EXERCISE GOAL:
Pull every line with "total" from the entries below.

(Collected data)
# # # # # # #

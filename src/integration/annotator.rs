use crate::association::TrackingRecord;
use crate::error::BoxError;

use super::Frame;

/// Receives every processed frame together with the records emitted for it.
pub trait FrameAnnotator {
    fn annotate(
        &mut self,
        frame_number: u64,
        frame: &Frame,
        records: &[TrackingRecord],
    ) -> Result<(), BoxError>;
}
#[cfg(test)]
mod tests {
    use std::cell::RefCell;
    use std::convert::Infallible;
    use std::rc::Rc;

    use thiserror::Error;

    use super::*;
    use crate::association::{TrackedObject, TrackingRecord};
    use crate::detection::{Detection, FilteredDetections};
    use crate::error::{BoxError, Stage};
    use crate::storage::MemoryStore;

    const CAR: u32 = 2;

    #[derive(Debug, Error)]
    #[error("no detections scripted for this frame")]
    struct ScriptExhausted;

    struct ScriptedDetector {
        names: Vec<String>,
        frames: Vec<Vec<Detection>>,
        calls: usize,
    }

    impl ScriptedDetector {
        fn new(frames: Vec<Vec<Detection>>) -> Self {
            Self {
                names: ["person", "bicycle", "car"].map(String::from).to_vec(),
                frames,
                calls: 0,
            }
        }
    }

    impl DetectionSource for ScriptedDetector {
        type Error = ScriptExhausted;

        fn class_names(&self) -> &[String] {
            &self.names
        }

        fn detect(&mut self, _: &[u8], _: u32, _: u32) -> Result<Vec<Detection>, Self::Error> {
            let detections = self.frames.get(self.calls).cloned().ok_or(ScriptExhausted);
            self.calls += 1;
            detections
        }
    }

    /// Reports every detection as a track whose id is its index plus one.
    struct IndexTracker;

    impl MultiObjectTracker for IndexTracker {
        type Error = Infallible;

        fn update(&mut self, detections: &FilteredDetections) -> Result<Vec<TrackedObject>, Self::Error> {
            Ok(detections
                .boxes()
                .iter()
                .enumerate()
                .map(|(i, bbox)| TrackedObject::new(*bbox, i as u64 + 1))
                .collect())
        }
    }

    struct VecSource {
        total: usize,
        read: usize,
    }

    impl VecSource {
        fn new(total: usize) -> Self {
            Self { total, read: 0 }
        }
    }

    impl FrameSource for VecSource {
        type Error = Infallible;

        fn validate(&mut self) -> Result<(), Self::Error> {
            self.read = 0;
            Ok(())
        }

        fn rewind(&mut self) -> Result<(), Self::Error> {
            self.read = 0;
            Ok(())
        }

        fn next_frame(&mut self) -> Result<Option<Frame>, Self::Error> {
            if self.read >= self.total {
                return Ok(None);
            }
            self.read += 1;
            Ok(Some(Frame::blank(64, 48)))
        }
    }

    #[derive(Debug, Error)]
    #[error("disk full")]
    struct DiskFull;

    #[derive(Default)]
    struct BrokenStore {
        attempts: usize,
    }

    impl TrackingStore for BrokenStore {
        type Error = DiskFull;

        fn insert_batch(&mut self, _: &[TrackingRecord]) -> Result<(), Self::Error> {
            self.attempts += 1;
            Err(DiskFull)
        }

        fn fetch_all(&self) -> Result<Vec<TrackingRecord>, Self::Error> {
            Ok(Vec::new())
        }

        fn fetch_for_object(&self, _: u64) -> Result<Vec<TrackingRecord>, Self::Error> {
            Ok(Vec::new())
        }
    }

    struct FrameLog(Rc<RefCell<Vec<(u64, usize)>>>);

    impl FrameAnnotator for FrameLog {
        fn annotate(&mut self, frame_number: u64, _: &Frame, records: &[TrackingRecord]) -> Result<(), BoxError> {
            self.0.borrow_mut().push((frame_number, records.len()));
            Ok(())
        }
    }

    fn car(x: f32, confidence: f32) -> Detection {
        Detection::new(x, 10.0, x + 40.0, 50.0, CAR, confidence)
    }

    fn pipeline<S: TrackingStore>(
        frames: Vec<Vec<Detection>>,
        store: S,
        config: &PipelineConfig,
    ) -> TrackingPipeline<ScriptedDetector, IndexTracker, S> {
        TrackingPipeline::new(ScriptedDetector::new(frames), IndexTracker, store, config).unwrap()
    }

    #[test]
    fn test_unknown_target_class() {
        let config = PipelineConfig {
            target_class: "zeppelin".into(),
            ..Default::default()
        };
        let result = TrackingPipeline::new(
            ScriptedDetector::new(Vec::new()),
            IndexTracker,
            MemoryStore::new(),
            &config,
        );
        match result {
            Err(err @ PipelineError::UnknownClass(_)) => assert_eq!(err.stage(), Stage::Setup),
            _ => panic!("expected unknown class error"),
        }
    }

    #[test]
    fn test_run_to_end_of_stream() {
        let frames = vec![
            vec![car(0.0, 0.9)],
            vec![car(5.0, 0.8), car(200.0, 0.95)],
            vec![],
            vec![car(15.0, 0.85)],
        ];
        let mut pipeline = pipeline(frames, MemoryStore::new(), &PipelineConfig::default());
        let summary = pipeline.run(&mut VecSource::new(4)).unwrap();

        assert_eq!(summary.frames_processed, 4);
        assert_eq!(summary.records_written, 4);
        assert_eq!(summary.tracks_seen, 2);
        assert_eq!(summary.stop_reason, StopReason::EndOfStream);
        assert_eq!(pipeline.state(), PipelineState::Stopped);

        let frames: Vec<u64> = pipeline.store().records().iter().map(|r| r.frame_number).collect();
        assert_eq!(frames, vec![1, 2, 2, 4]);
        assert_eq!(pipeline.history().get(1).unwrap().frames, vec![1, 2, 4]);

        assert!(matches!(pipeline.run(&mut VecSource::new(1)), Err(PipelineError::Stopped)));
        assert!(matches!(
            pipeline.process_frame(&Frame::blank(8, 8)),
            Err(PipelineError::Stopped)
        ));
    }

    #[test]
    fn test_filtered_detections_produce_no_records() {
        let frames = vec![vec![
            car(0.0, 0.7),
            Detection::new(100.0, 10.0, 140.0, 50.0, 0, 0.99),
            car(200.0, 0.71),
        ]];
        let mut pipeline = pipeline(frames, MemoryStore::new(), &PipelineConfig::default());
        pipeline.run(&mut VecSource::new(1)).unwrap();

        let records = pipeline.store().records();
        assert_eq!(records.len(), 1);
        assert_eq!(records[0].x1, 200);
        assert!((records[0].confidence - 0.71).abs() < 1e-6);
    }

    #[test]
    fn test_stop_requested_before_first_frame() {
        let mut pipeline = pipeline(vec![vec![car(0.0, 0.9)]], MemoryStore::new(), &PipelineConfig::default());
        pipeline.stop_handle().request_stop();

        let summary = pipeline.run(&mut VecSource::new(3)).unwrap();
        assert_eq!(summary.frames_processed, 0);
        assert_eq!(summary.stop_reason, StopReason::StopRequested);
        assert_eq!(pipeline.state(), PipelineState::Stopped);
    }

    /// Requests a stop once the given frame has been processed.
    struct StopAfter {
        frame: u64,
        handle: StopHandle,
    }

    impl FrameAnnotator for StopAfter {
        fn annotate(&mut self, frame_number: u64, _: &Frame, _: &[TrackingRecord]) -> Result<(), BoxError> {
            if frame_number == self.frame {
                self.handle.request_stop();
            }
            Ok(())
        }
    }

    #[test]
    fn test_stop_mid_run_drains_buffer_once() {
        let config = PipelineConfig {
            batch_size: 10,
            ..Default::default()
        };
        let frames = vec![vec![car(0.0, 0.9)]; 8];
        let pipeline = pipeline(frames, MemoryStore::new(), &config);
        let handle = pipeline.stop_handle();
        let mut pipeline = pipeline.with_annotator(StopAfter { frame: 3, handle });

        let summary = pipeline.run(&mut VecSource::new(8)).unwrap();
        assert_eq!(summary.stop_reason, StopReason::StopRequested);
        assert_eq!(summary.frames_processed, 3);
        assert_eq!(summary.records_written, 3);

        let stored: Vec<u64> = pipeline.store().records().iter().map(|r| r.frame_number).collect();
        assert_eq!(stored, vec![1, 2, 3]);
        assert_eq!(pipeline.store().insert_calls(), 1);

        pipeline.shutdown().unwrap();
        assert_eq!(pipeline.store().insert_calls(), 1);
    }

    #[test]
    fn test_frame_limit() {
        let config = PipelineConfig {
            max_frames: Some(2),
            ..Default::default()
        };
        let frames = vec![vec![car(0.0, 0.9)]; 5];
        let mut pipeline = pipeline(frames, MemoryStore::new(), &config);

        let summary = pipeline.run(&mut VecSource::new(5)).unwrap();
        assert_eq!(summary.frames_processed, 2);
        assert_eq!(summary.stop_reason, StopReason::FrameLimit);
        assert_eq!(pipeline.store().len(), 2);
    }

    #[test]
    fn test_detector_failure_drains_first() {
        let frames = vec![vec![car(0.0, 0.9)], vec![car(5.0, 0.9)]];
        let mut pipeline = pipeline(frames, MemoryStore::new(), &PipelineConfig::default());

        let err = pipeline.run(&mut VecSource::new(5)).unwrap_err();
        assert!(matches!(err, PipelineError::Detector { frame: 3, .. }));
        assert_eq!(err.stage(), Stage::Detector);
        assert_eq!(pipeline.state(), PipelineState::Stopped);
        assert_eq!(pipeline.store().len(), 2);
    }

    #[test]
    fn test_storage_failure_carries_pending_records() {
        let config = PipelineConfig {
            batch_size: 2,
            ..Default::default()
        };
        let frames = vec![vec![car(0.0, 0.9)], vec![car(5.0, 0.8)], vec![car(10.0, 0.9)]];
        let mut pipeline = pipeline(frames, BrokenStore::default(), &config);

        let err = pipeline.run(&mut VecSource::new(3)).unwrap_err();
        assert_eq!(err.stage(), Stage::Storage);
        let pending = err.pending_records().unwrap();
        assert_eq!(pending.len(), 2);
        assert_eq!((pending[0].frame_number, pending[1].frame_number), (1, 2));
        assert_eq!(pipeline.store().attempts, 2);
        assert_eq!(pipeline.state(), PipelineState::Stopped);
    }

    #[test]
    fn test_process_frame_then_into_parts() {
        let frames = vec![vec![car(0.0, 0.9)], vec![car(3.0, 0.8)]];
        let mut pipeline = pipeline(frames, MemoryStore::new(), &PipelineConfig::default());
        assert_eq!(pipeline.process_frame(&Frame::blank(8, 8)).unwrap(), 1);
        assert_eq!(pipeline.process_frame(&Frame::blank(8, 8)).unwrap(), 1);
        assert_eq!(pipeline.frame_number(), 2);
        assert_eq!(pipeline.store().len(), 0);

        let (history, store) = pipeline.into_parts().unwrap();
        assert_eq!(store.len(), 2);
        assert_eq!(store.insert_calls(), 1);
        assert_eq!(history.get(1).unwrap().confidences, vec![0.9, 0.8]);
    }

    #[test]
    fn test_annotator_sees_every_frame() {
        let log = Rc::new(RefCell::new(Vec::new()));
        let frames = vec![vec![car(0.0, 0.9)], vec![], vec![car(0.0, 0.9), car(100.0, 0.9)]];
        let mut pipeline =
            pipeline(frames, MemoryStore::new(), &PipelineConfig::default()).with_annotator(FrameLog(log.clone()));
        pipeline.run(&mut VecSource::new(3)).unwrap();

        assert_eq!(*log.borrow(), vec![(1, 1), (2, 0), (3, 2)]);
    }
}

# # # # # # #

YOUR SOLUTION:
        total: usize,
        fn new(total: usize) -> Self {
            Self { total, read: 0 }
            if self.read >= self.total {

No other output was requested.